For enhanced intracellular accumulation of 6-mercaptopurine (6-MP) in leukemia, a folate receptor-targeted and glutathione (GSH)-responsive polymeric prodrug nanoparticle was made. The nanoparticles were prepared by conjugating 6-MP to carboxymethyl chitosan via a GSH-sensitive carbonyl vinyl sulfide linkage, ultrasonic self-assembly and surface decoration with folate. The TEM graphs shows that the as-synthesized nanoparticles are spherical with a particle size of 170 similar to 220 nm. In vitro drug release of nanoparticles demonstrated acceptable stability in PBS containing 20 M GSH at pH 7.4. However, the cumulative drug release rate of the samples containing 20 mM and 10 mM GSH medium reached 78.9% and 64.8%, respectively, in pH 5.0 at 20 h. This indicated that this nano-sized system is highly sensitive to GSH. The inhibition ratio of folate-modified nanoparticles compared to unmodified nanoparticles was higher in cancer cells (human promyelocytic leukemia cells, HL-60) while their cytotoxicity was lower in normal cells (mouse fibroblast cell lines, L929).

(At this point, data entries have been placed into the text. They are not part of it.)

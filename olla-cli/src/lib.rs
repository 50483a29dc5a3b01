#![deny(missing_docs)]
//! `olla`: a command-line client that streams text from a local inference server.
//!
//! The binary is a thin wrapper over [`commands::execute`]; the modules are
//! public so the modes can be driven against any writer in tests.

pub mod cli;
pub mod commands;
pub mod config;
pub mod error;
pub mod logging;
pub mod summary;

pub use cli::Cli;
pub use commands::execute;
pub use error::CliError;
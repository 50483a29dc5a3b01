//! Errors reported by the `olla` binary.

use std::path::PathBuf;

use olla_types::{RunError, TransportError};

/// Anything that ends an `olla` invocation with a non-zero status.
#[derive(Debug, thiserror::Error)]
pub enum CliError {
    /// Bad or missing arguments.
    #[error("{0}")]
    Config(String),
    /// The config file could not be read.
    #[error("failed to read config file {path}: {source}")]
    ConfigRead {
        /// File that was read.
        path: PathBuf,
        /// Underlying IO error.
        source: std::io::Error,
    },
    /// The config file is not valid.
    #[error("invalid config file {path}: {source}")]
    ConfigParse {
        /// File that was parsed.
        path: PathBuf,
        /// Underlying parse error.
        source: serde_json::Error,
    },
    /// Writing output failed.
    #[error("io error: {0}")]
    Io(#[from] std::io::Error),
    /// The HTTP client could not be built.
    #[error(transparent)]
    Transport(#[from] TransportError),
    /// The request or its stream failed.
    #[error(transparent)]
    Run(#[from] RunError),
    /// The producer task panicked or was cancelled.
    #[error("producer task failed: {0}")]
    Task(#[from] tokio::task::JoinError),
}
//! Tracing subscriber setup.
//!
//! Logs go to stderr so they never interleave with generated text on stdout.

use tracing_subscriber::EnvFilter;
use tracing_subscriber::layer::SubscriberExt;
use tracing_subscriber::util::SubscriberInitExt;

/// Filter used when `RUST_LOG` is unset.
pub const DEFAULT_FILTER: &str = "warn";

/// Filter used with `--verbose`.
pub const VERBOSE_FILTER: &str = "warn,olla_stream=debug,olla_cli=debug";

/// Pick the filter for this invocation. `--verbose` wins over `RUST_LOG`.
pub fn env_filter(verbose: bool) -> EnvFilter {
    if verbose {
        return EnvFilter::new(VERBOSE_FILTER);
    }
    EnvFilter::try_from_default_env().unwrap_or_else(|_| EnvFilter::new(DEFAULT_FILTER))
}

/// Install the global subscriber. Does nothing if one is already set.
pub fn init_tracing(verbose: bool) {
    if tracing::dispatcher::has_been_set() {
        return;
    }
    let fmt_layer = tracing_subscriber::fmt::layer()
        .with_writer(std::io::stderr)
        .with_target(false)
        .compact();

    tracing_subscriber::registry()
        .with(env_filter(verbose))
        .with(fmt_layer)
        .init();
}
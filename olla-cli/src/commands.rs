//! The three output modes: streamed generation, JSON passthrough, translation.

use std::io::{self, Write};

use olla_stream::{AssembleOptions, Client, NullSink, PrintSink, spawn_relay};
use olla_types::GenerateRequest;

use crate::cli::Cli;
use crate::config::{FileConfig, Settings};
use crate::error::CliError;
use crate::summary;

/// Marker printed before streamed output in generate mode.
pub const PROMPT_MARKER: &str = ">>>";

/// Resolve settings from the working directory and run one invocation against stdout.
pub async fn execute(cli: Cli) -> Result<(), CliError> {
    let cwd = std::env::current_dir()?;
    let file = FileConfig::discover(cli.config.as_deref(), &cwd)?;
    let settings = Settings::resolve(&cli, file);
    let mut stdout = io::stdout();
    dispatch(&cli, settings, &mut stdout).await
}

/// Run the mode selected by `cli` with already resolved `settings`, writing to `out`.
pub async fn dispatch<W: Write>(cli: &Cli, settings: Settings, out: &mut W) -> Result<(), CliError> {
    let prompt = cli.prompt_text();
    if prompt.trim().is_empty() {
        return Err(CliError::Config("a prompt is required".to_string()));
    }

    let client = Client::new(settings.client.clone())?;
    tracing::debug!(
        base_url = client.base_url(),
        model = %settings.client.model,
        "resolved client"
    );

    if cli.translate {
        return translate(client, &prompt, &settings.target_language, out).await;
    }

    let mut request = client.config().generate_request(prompt);
    request.system = cli.system.clone();
    if cli.json {
        json(&client, request.json(), out).await
    } else {
        generate(&client, request, cli.summary, out).await
    }
}

/// Stream a generation to `out`, then optionally the timing summary.
pub async fn generate<W: Write>(
    client: &Client,
    request: GenerateRequest,
    show_summary: bool,
    out: &mut W,
) -> Result<(), CliError> {
    writeln!(out, "{PROMPT_MARKER}")?;
    out.flush()?;

    let options = AssembleOptions::default().capture_metrics(show_summary);
    let outcome = {
        let mut sink = PrintSink::new(&mut *out);
        client.run(&request.into(), &options, &mut sink).await
    };
    // Terminate the partial line even when the stream failed midway.
    writeln!(out)?;

    let result = outcome?;
    if let Some(metrics) = result.metrics.filter(|_| show_summary) {
        write!(out, "{}", summary::render(&metrics))?;
    }
    out.flush()?;
    Ok(())
}

/// Fetch a single JSON document and print it as received.
pub async fn json<W: Write>(
    client: &Client,
    request: GenerateRequest,
    out: &mut W,
) -> Result<(), CliError> {
    let result = client
        .run(&request.into(), &AssembleOptions::default(), &mut NullSink)
        .await?;
    writeln!(out, "{}", result.text)?;
    out.flush()?;
    Ok(())
}

/// Translate `text` on a producer task and print fragments as they are relayed.
pub async fn translate<W: Write>(
    client: Client,
    text: &str,
    target_language: &str,
    out: &mut W,
) -> Result<(), CliError> {
    let payload = client.config().translate_request(text, target_language).into();
    let mut relay = spawn_relay(client, payload, AssembleOptions::default());

    while let Some(fragment) = relay.fragments.recv().await {
        out.write_all(fragment.as_bytes())?;
        out.flush()?;
    }
    let outcome = relay.handle.await?;
    writeln!(out)?;
    out.flush()?;

    outcome?;
    Ok(())
}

Furthermore, in vitro cancer cell incubation studies confirmed that folate-modified nanoparticles therapeutics were significantly more effective than unmodified nanoparticles therapeutics. Our results suggest that folate receptor-targeting and GSH-stimulation can significantly elevate tumour intracellular drug release. Therefore, folate-modified nanoparticles containing chemoradiotherapy is a potential treatment for leukemia therapy.